§ **Dataset entries**
################
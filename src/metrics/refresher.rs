use super::MonitorEngine;
use crate::error::Result;
use crate::process::{ActionOutcome, ProcessAction, ProcessActions, ProcessDetails, ProcessSource, SystemStats};
use log::{debug, error, info};
use std::sync::mpsc::{self, Receiver, RecvTimeoutError, Sender};
use std::sync::{Arc, PoisonError, RwLock, RwLockReadGuard};
use std::thread::{self, JoinHandle};
use std::time::Duration;

#[derive(Debug, Clone, Copy, PartialEq, Eq)]
pub enum RefreshRequest {
    Refresh,
    Details(u32),
    Action(ProcessAction, u32),
    Shutdown,
}

#[derive(Debug)]
pub enum WorkerEvent {
    Refreshed { generation: u64, system: SystemStats },
    Details { pid: u32, result: Result<ProcessDetails> },
    ActionDone { action: ProcessAction, pid: u32, outcome: ActionOutcome },
}

/// Runs refreshes on a dedicated thread.
///
/// Requests are queued on a channel, so at most one refresh is in flight and
/// cache writes never interleave. The engine sits behind an `RwLock`; the
/// slow sampling step holds only a read guard, the publish step a short
/// write guard.
pub struct Refresher {
    engine: Arc<RwLock<MonitorEngine>>,
    requests: Sender<RefreshRequest>,
    events: Receiver<WorkerEvent>,
    handle: Option<JoinHandle<()>>,
}

impl Refresher {
    /// `notify` is called after every handled request, e.g. to wake the UI.
    pub fn spawn<S, A, N>(engine: MonitorEngine, source: S, actions: A, notify: N) -> Self
    where
        S: ProcessSource + 'static,
        A: ProcessActions + 'static,
        N: Fn() + Send + 'static,
    {
        let interval = match engine.config().refresh_interval_ms {
            0 => None,
            ms => Some(Duration::from_millis(ms)),
        };
        let engine = Arc::new(RwLock::new(engine));
        let (request_tx, request_rx) = mpsc::channel();
        let (event_tx, event_rx) = mpsc::channel();

        let worker = Worker {
            engine: Arc::clone(&engine),
            source,
            actions,
            events: event_tx,
        };
        let handle = thread::Builder::new()
            .name("procsight-refresh".into())
            .spawn(move || worker.run(request_rx, interval, notify))
            .map_err(|e| error!("Failed to start refresh worker: {}", e))
            .ok();

        Self {
            engine,
            requests: request_tx,
            events: event_rx,
            handle,
        }
    }

    pub fn engine(&self) -> RwLockReadGuard<'_, MonitorEngine> {
        self.engine.read().unwrap_or_else(PoisonError::into_inner)
    }

    pub fn request_refresh(&self) {
        self.send(RefreshRequest::Refresh);
    }

    pub fn request_details(&self, pid: u32) {
        self.send(RefreshRequest::Details(pid));
    }

    pub fn request_action(&self, action: ProcessAction, pid: u32) {
        self.send(RefreshRequest::Action(action, pid));
    }

    /// Events produced since the last call.
    pub fn poll_events(&self) -> Vec<WorkerEvent> {
        self.events.try_iter().collect()
    }

    pub fn is_running(&self) -> bool {
        self.handle.as_ref().is_some_and(|h| !h.is_finished())
    }

    fn send(&self, request: RefreshRequest) {
        if self.requests.send(request).is_err() {
            debug!("Refresh worker is gone; dropping {:?}", request);
        }
    }
}

impl Drop for Refresher {
    fn drop(&mut self) {
        let _ = self.requests.send(RefreshRequest::Shutdown);
        if let Some(handle) = self.handle.take() {
            let _ = handle.join();
        }
    }
}

struct Worker<S, A> {
    engine: Arc<RwLock<MonitorEngine>>,
    source: S,
    actions: A,
    events: Sender<WorkerEvent>,
}

impl<S: ProcessSource, A: ProcessActions> Worker<S, A> {
    fn run<N: Fn()>(mut self, requests: Receiver<RefreshRequest>, interval: Option<Duration>, notify: N) {
        info!("Refresh worker started (interval: {:?})", interval);
        loop {
            let request = match interval {
                Some(every) => match requests.recv_timeout(every) {
                    Ok(request) => request,
                    Err(RecvTimeoutError::Timeout) => RefreshRequest::Refresh,
                    Err(RecvTimeoutError::Disconnected) => break,
                },
                None => match requests.recv() {
                    Ok(request) => request,
                    Err(_) => break,
                },
            };

            let delivered = match request {
                RefreshRequest::Refresh => self.refresh(),
                RefreshRequest::Details(pid) => {
                    let result = self.source.process_details(pid);
                    self.events.send(WorkerEvent::Details { pid, result }).is_ok()
                }
                RefreshRequest::Action(action, pid) => {
                    let outcome = self.actions.run(action, pid);
                    self.events
                        .send(WorkerEvent::ActionDone {
                            action,
                            pid,
                            outcome,
                        })
                        .is_ok()
                        && self.refresh()
                }
                RefreshRequest::Shutdown => break,
            };
            if !delivered {
                break;
            }
            notify();
        }
        info!("Refresh worker stopped");
    }

    fn refresh(&mut self) -> bool {
        let read = self
            .engine
            .read()
            .unwrap_or_else(PoisonError::into_inner)
            .fetch(&mut self.source);
        let generation = self
            .engine
            .write()
            .unwrap_or_else(PoisonError::into_inner)
            .apply(read)
            .generation;
        let system = self.source.system_stats();
        self.events
            .send(WorkerEvent::Refreshed { generation, system })
            .is_ok()
    }
}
################
§ **DIRECTIONS FOR THIS TASK**
What you return must be an exact retyping of the lines above starting at the line with "pub enum WorkerEvent" and ending at the line with "to start refresh", and nothing besides.

§ **TASK SOLUTION**
pub enum WorkerEvent {
    Refreshed { generation: u64, system: SystemStats },
    Details { pid: u32, result: Result<ProcessDetails> },
    ActionDone { action: ProcessAction, pid: u32, outcome: ActionOutcome },
}

/// Runs refreshes on a dedicated thread.
///
/// Requests are queued on a channel, so at most one refresh is in flight and
/// cache writes never interleave. The engine sits behind an `RwLock`; the
/// slow sampling step holds only a read guard, the publish step a short
/// write guard.
pub struct Refresher {
    engine: Arc<RwLock<MonitorEngine>>,
    requests: Sender<RefreshRequest>,
    events: Receiver<WorkerEvent>,
    handle: Option<JoinHandle<()>>,
}

impl Refresher {
    /// `notify` is called after every handled request, e.g. to wake the UI.
    pub fn spawn<S, A, N>(engine: MonitorEngine, source: S, actions: A, notify: N) -> Self
    where
        S: ProcessSource + 'static,
        A: ProcessActions + 'static,
        N: Fn() + Send + 'static,
    {
        let interval = match engine.config().refresh_interval_ms {
            0 => None,
            ms => Some(Duration::from_millis(ms)),
        };
        let engine = Arc::new(RwLock::new(engine));
        let (request_tx, request_rx) = mpsc::channel();
        let (event_tx, event_rx) = mpsc::channel();

        let worker = Worker {
            engine: Arc::clone(&engine),
            source,
            actions,
            events: event_tx,
        };
        let handle = thread::Builder::new()
            .name("procsight-refresh".into())
            .spawn(move || worker.run(request_rx, interval, notify))
            .map_err(|e| error!("Failed to start refresh worker: {}", e))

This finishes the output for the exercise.